PMSを薬で改善する方法【イライラダウンの秘訣】

女性

原因を明確にして治療する

薬

様々な不快症状と原因

PMSとは女性の月経前症候群のことを指します。月経前症候群とは、月経の2週間から1週間前から起こり、月経の開始と共に症状が消失することが特徴です。その症状は、精神面ではイライラして怒りっぽかったり、感情に波があり些細なことで気分が浮き沈み、優鬱な気持ちが長引いたりします。身体面では、乳房が張ったり頭痛がする、ニキビや肌荒れ、むくみなどもあります。これらの症状が原因で、不眠になることや、逆に眠気が強くなりぼーっとしてしまうこともあります。このようにPMSは様々な症状を引き起こすのです。月経の周期に合わせて症状が出たり消失したりするのがPMSの最大の特徴ですが、その原因は明確にはなっていません。しかし、排卵や月経によって大きく変化する女性ホルモンの影響が大きいのではないかと推測されています。女性であれば、多かれ少なかれ誰しもが女性ホルモンの変動の影響を受けて、月経前の症状を自覚する方が多いでしょう。しかし、その症状がより強く出て、それが原因で苦痛を感じたり、日常生活に影響を及ぼす場合を主にPMSとして定義しています。一般に、PMSと診断された場合にも、規則正しい生活リズムやバランスの取れた食事、適度な運動やストレスを発散する楽しみを持つことなどでもその症状の苦痛は和らげられるとも言われます。

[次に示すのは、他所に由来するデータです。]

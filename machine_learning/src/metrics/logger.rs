use std::{
    collections::BTreeMap,
    fmt::{self, Display},
    time::{Duration, Instant},
};

use comms::Collective;
use log::debug;

use super::SmoothedValue;
use crate::Result;

/// A named set of `SmoothedValue`s with batch progress reporting.
#[derive(Debug, Clone)]
pub struct MetricLogger {
    meters: BTreeMap<String, SmoothedValue>,
    delimiter: String,
    started: Instant,
}

impl Default for MetricLogger {
    fn default() -> Self {
        Self::new("  ")
    }
}

impl MetricLogger {
    pub fn new(delimiter: &str) -> Self {
        Self {
            meters: BTreeMap::new(),
            delimiter: delimiter.to_string(),
            started: Instant::now(),
        }
    }

    /// Registers a meter with a custom window or format. Meters updated
    /// without being added get the default one.
    pub fn add_meter(&mut self, name: &str, meter: SmoothedValue) {
        self.meters.insert(name.to_string(), meter);
    }

    pub fn update(&mut self, name: &str, value: f64, n: u64) {
        self.meters
            .entry(name.to_string())
            .or_default()
            .update(value, n);
    }

    pub fn meter(&self, name: &str) -> Option<&SmoothedValue> {
        self.meters.get(name)
    }

    /// The global average of `name`, `0` for unknown meters.
    pub fn global_avg(&self, name: &str) -> f64 {
        self.meter(name).map(SmoothedValue::global_avg).unwrap_or_default()
    }

    /// Sums every meter's totals over all ranks in a single reduction.
    ///
    /// Every rank must hold the same meter names.
    pub fn synchronize(&mut self, sync: &mut dyn Collective) -> Result<()> {
        let mut buf: Vec<f64> = self
            .meters
            .values()
            .flat_map(|m| {
                let (count, total) = m.totals();
                [count as f64, total]
            })
            .collect();

        sync.all_reduce_sum_f64(&mut buf)?;

        for (meter, pair) in self.meters.values_mut().zip(buf.chunks_exact(2)) {
            meter.set_totals(pair[0] as u64, pair[1]);
        }

        Ok(())
    }

    /// Restarts the clock used for the progress estimates.
    pub fn start(&mut self) {
        self.started = Instant::now();
    }

    pub fn elapsed(&self) -> Duration {
        self.started.elapsed()
    }

    /// Logs the meters and the remaining time of the epoch every `print_freq`
    /// batches and on the last one. A `print_freq` of zero disables it.
    ///
    /// # Arguments
    /// * `header` - The phase being reported, e.g. `Epoch: [3]`.
    /// * `i` - The index of the batch that just finished.
    /// * `total` - The amount of batches in the epoch.
    /// * `print_freq` - How many batches apart the reports are.
    pub fn log_progress(&self, header: &str, i: usize, total: usize, print_freq: usize) {
        if print_freq == 0 || (i % print_freq != 0 && i + 1 != total) {
            return;
        }

        let elapsed = self.elapsed();
        let per_batch = elapsed.as_secs_f64() / (i + 1) as f64;
        let eta = Duration::from_secs_f64(per_batch * total.saturating_sub(i + 1) as f64);

        debug!(
            elapsed_secs = elapsed.as_secs_f64(), eta_secs = eta.as_secs();
            "{header} [{i}/{total}] eta: {eta:?} {}",
            self
        );
    }
}

impl Display for MetricLogger {
    fn fmt(&self, f: &mut fmt::Formatter<'_>) -> fmt::Result {
        let s = self
            .meters
            .iter()
            .map(|(name, meter)| format!("{name}: {meter}"))
            .collect::<Vec<_>>()
            .join(&self.delimiter);

        write!(f, "{s}")
    }
}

しかし、仕事や楽しみでさえも手に付かないほどの症状がある場合は、薬に頼る方法もあります。この場合に使用される薬は、処方薬や漢方、市販薬などいろいろあります。いまは心療内科などでも処方されることが多くなっています。

的確な診断後に服用する

PMSに使われる漢方薬は、様々な症状を緩和させる意味で使用されます。漢方薬はその他の内服薬とも併用が可能で副作用の心配もないので服用されている方も多くおられます。そして、婦人科受診で処方されるものとして頻度が高いのは経口避妊薬としても知られる「ピル」です。この「ピル」を医師の指示通りに低用量正しい用法でみ続けることによって、女性ホルモンの量がひと月を通じてほぼ一定に保たれます。これにより、ホルモン量の変動で生じるとされているPMSによる不快症状を抑えることが可能なのです。この場合ピルは長期間ほぼ毎日服用する必要があります。もちろん医師の指示を守り適切に服用していれば過度な心配はいりません。しかし、ピルを長期間服用すると血栓ができる頻度がわずかに高くなったりするという報告もあるのです。ピルを服用する際には、体調の変化に留意し、定期的に受診することが大切です。また、最近では市販薬としてPMSに効果がある薬が発売されています。チェストペリーという果実の乾燥エキスが有効成分で、この成分にはプロラクチンというホルモンの分泌を抑える作用があります。この作用によって、女性ホルモンのバランスを整え、PMS症状を緩和すると言われています。市販薬なので薬局で購入することが出来ますが、現在のところは薬剤師が常駐している店舗に限り購入が可能となっています。特に市販薬の場合、注意したいのはその症状が本当にPMSによるものかどうかということです。様々な症状の裏には何か別の病が隠れている事もあり得るので、正しい薬の服用の為にはまず、的確な診断を受けることが大切です。